[ASSIGNMENT] Lines that include "single" make up the answer; copy all of them from the data below.

::::::

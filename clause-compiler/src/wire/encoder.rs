//! A single depth-first, left-to-right traversal emits both addressing
//! modes at once, so a variable always maps to the same index in the
//! pattern and in the template.  Index assignment is local to one
//! traversal.
use super::{AddressingMode, WireEncoding, WILDCARD};
use crate::error::SyntaxError;
use crate::term::{is_variable, parse, Step, Term};
use std::collections::BTreeMap;
use tracing::trace;

struct Encoder<'a> {
    /// Index of each variable seen so far, starting at 1.
    indices: BTreeMap<&'a str, usize>,
    /// Variables in first-occurrence (index) order.
    variables: Vec<&'a str>,
    pattern: String,
    template: String,
}

impl<'a> Encoder<'a> {
    fn new() -> Self {
        Self {
            indices: BTreeMap::new(),
            variables: Vec::new(),
            pattern: String::new(),
            template: String::new(),
        }
    }

    fn push_both(&mut self, token: &str) {
        self.pattern.push_str(token);
        self.template.push_str(token);
    }

    fn visit(&mut self, term: &'a Term) {
        for step in term.walk() {
            match step {
                Step::Atom { text, sibling } => {
                    if sibling {
                        self.push_both(" ");
                    }
                    self.atom(text);
                }
                Step::Open { len, sibling } => {
                    if sibling {
                        self.push_both(" ");
                    }
                    self.push_both(&format!("[{}] ", len));
                }
                Step::Close => {}
            }
        }
    }

    fn atom(&mut self, text: &'a str) {
        if !is_variable(text) {
            self.push_both(text);
            return;
        }

        match self.indices.get(text) {
            Some(index) => {
                let back_reference = format!("_{}", index);
                self.push_both(&back_reference);
            }
            None => {
                self.variables.push(text);
                let index = self.variables.len();
                self.indices.insert(text, index);
                // First occurrence: an open slot in the pattern, a
                // fresh index in the template.
                self.pattern.push(WILDCARD);
                self.template.push_str(&format!("_{}", index));
            }
        }
    }

    fn finish(self) -> WireEncoding {
        WireEncoding {
            pattern: self.pattern,
            template: self.template,
            variables: self.variables.into_iter().map(String::from).collect(),
        }
    }
}

/// Encodes `term` in both addressing modes, with a shared variable
/// index assignment.
#[must_use]
pub fn encode_pair(term: &Term) -> WireEncoding {
    let mut encoder = Encoder::new();
    encoder.visit(term);

    let encoding = encoder.finish();
    trace!(
        term = %term,
        pattern = %encoding.pattern,
        template = %encoding.template,
        "encoded term"
    );
    encoding
}

/// Encodes `term` in a single addressing `mode`.
#[must_use]
pub fn encode(term: &Term, mode: AddressingMode) -> String {
    encode_pair(term).into_mode(mode)
}

/// Parses `text` and encodes the result in `mode`.
///
/// # Errors
///
/// Returns `Err` when `text` is not a single well-formed term.
pub fn encode_str(text: &str, mode: AddressingMode) -> Result<String, SyntaxError> {
    Ok(encode(&parse(text)?, mode))
}

#[test]
fn test_non_linear_pattern() {
    let term = parse("(ev $a $b $a)").expect("ok");

    assert_eq!(encode(&term, AddressingMode::Pattern), "[4] ev $ $ _1");
    assert_eq!(encode(&term, AddressingMode::Template), "[4] ev _1 _2 _1");
}

#[test]
fn test_typed_query() {
    let encoding = encode_pair(&parse("(: $prf F $tv)").expect("ok"));

    assert_eq!(encoding.pattern, "[4] : $ F $");
    assert_eq!(encoding.template, "[4] : _1 F _2");
    assert_eq!(encoding.variables, vec!["$prf", "$tv"]);
}

#[test]
fn test_nested_back_references() {
    let encoding = encode_pair(
        &parse("(: $prf (Implication (Day $d) (WakeUp $who $d)) $tv)").expect("ok"),
    );

    assert_eq!(
        encoding.pattern,
        "[4] : $ [3] Implication [2] Day $ [3] WakeUp $ _2 $"
    );
    assert_eq!(
        encoding.template,
        "[4] : _1 [3] Implication [2] Day _2 [3] WakeUp _3 _2 _4"
    );
}

#[test]
fn test_atoms_and_empty_lists() {
    assert_eq!(encode(&Term::atom("foo"), AddressingMode::Pattern), "foo");
    assert_eq!(encode(&Term::atom("$x"), AddressingMode::Pattern), "$");
    assert_eq!(encode(&Term::atom("$x"), AddressingMode::Template), "_1");
    assert_eq!(encode(&Term::list(vec![]), AddressingMode::Template), "[0] ");
    assert_eq!(
        encode_str("(a () b)", AddressingMode::Template).expect("ok"),
        "[3] a [0]  b"
    );
}

#[test]
fn test_fresh_indices_per_call() {
    let term = parse("(p $x $y)").expect("ok");

    assert_eq!(encode_pair(&term), encode_pair(&term));
    assert_eq!(
        encode(&parse("(q $y)").expect("ok"), AddressingMode::Template),
        "[2] q _1"
    );
}

#[test]
fn test_encode_str_syntax_error() {
    assert_eq!(
        encode_str("(a (b c", AddressingMode::Pattern),
        Err(SyntaxError::UnexpectedEnd { offset: 7 })
    );
    assert_eq!(
        encode_str("", AddressingMode::Template),
        Err(SyntaxError::EmptyInput)
    );
}

#[test]
fn test_deeply_nested_encoding() {
    const DEPTH: usize = 100_000;
    let term = parse(&format!("{}$x{}", "(".repeat(DEPTH), ")".repeat(DEPTH))).expect("ok");
    let encoding = encode_pair(&term);

    assert_eq!(encoding.pattern, format!("{}$", "[1] ".repeat(DEPTH)));
    assert_eq!(encoding.template, format!("{}_1", "[1] ".repeat(DEPTH)));
    assert_eq!(encoding.variables, vec!["$x"]);
}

::::::

[RESULT OF THE EXERCISE]
//! A single depth-first, left-to-right traversal emits both addressing
/// Encodes `term` in a single addressing `mode`.
/// Returns `Err` when `text` is not a single well-formed term.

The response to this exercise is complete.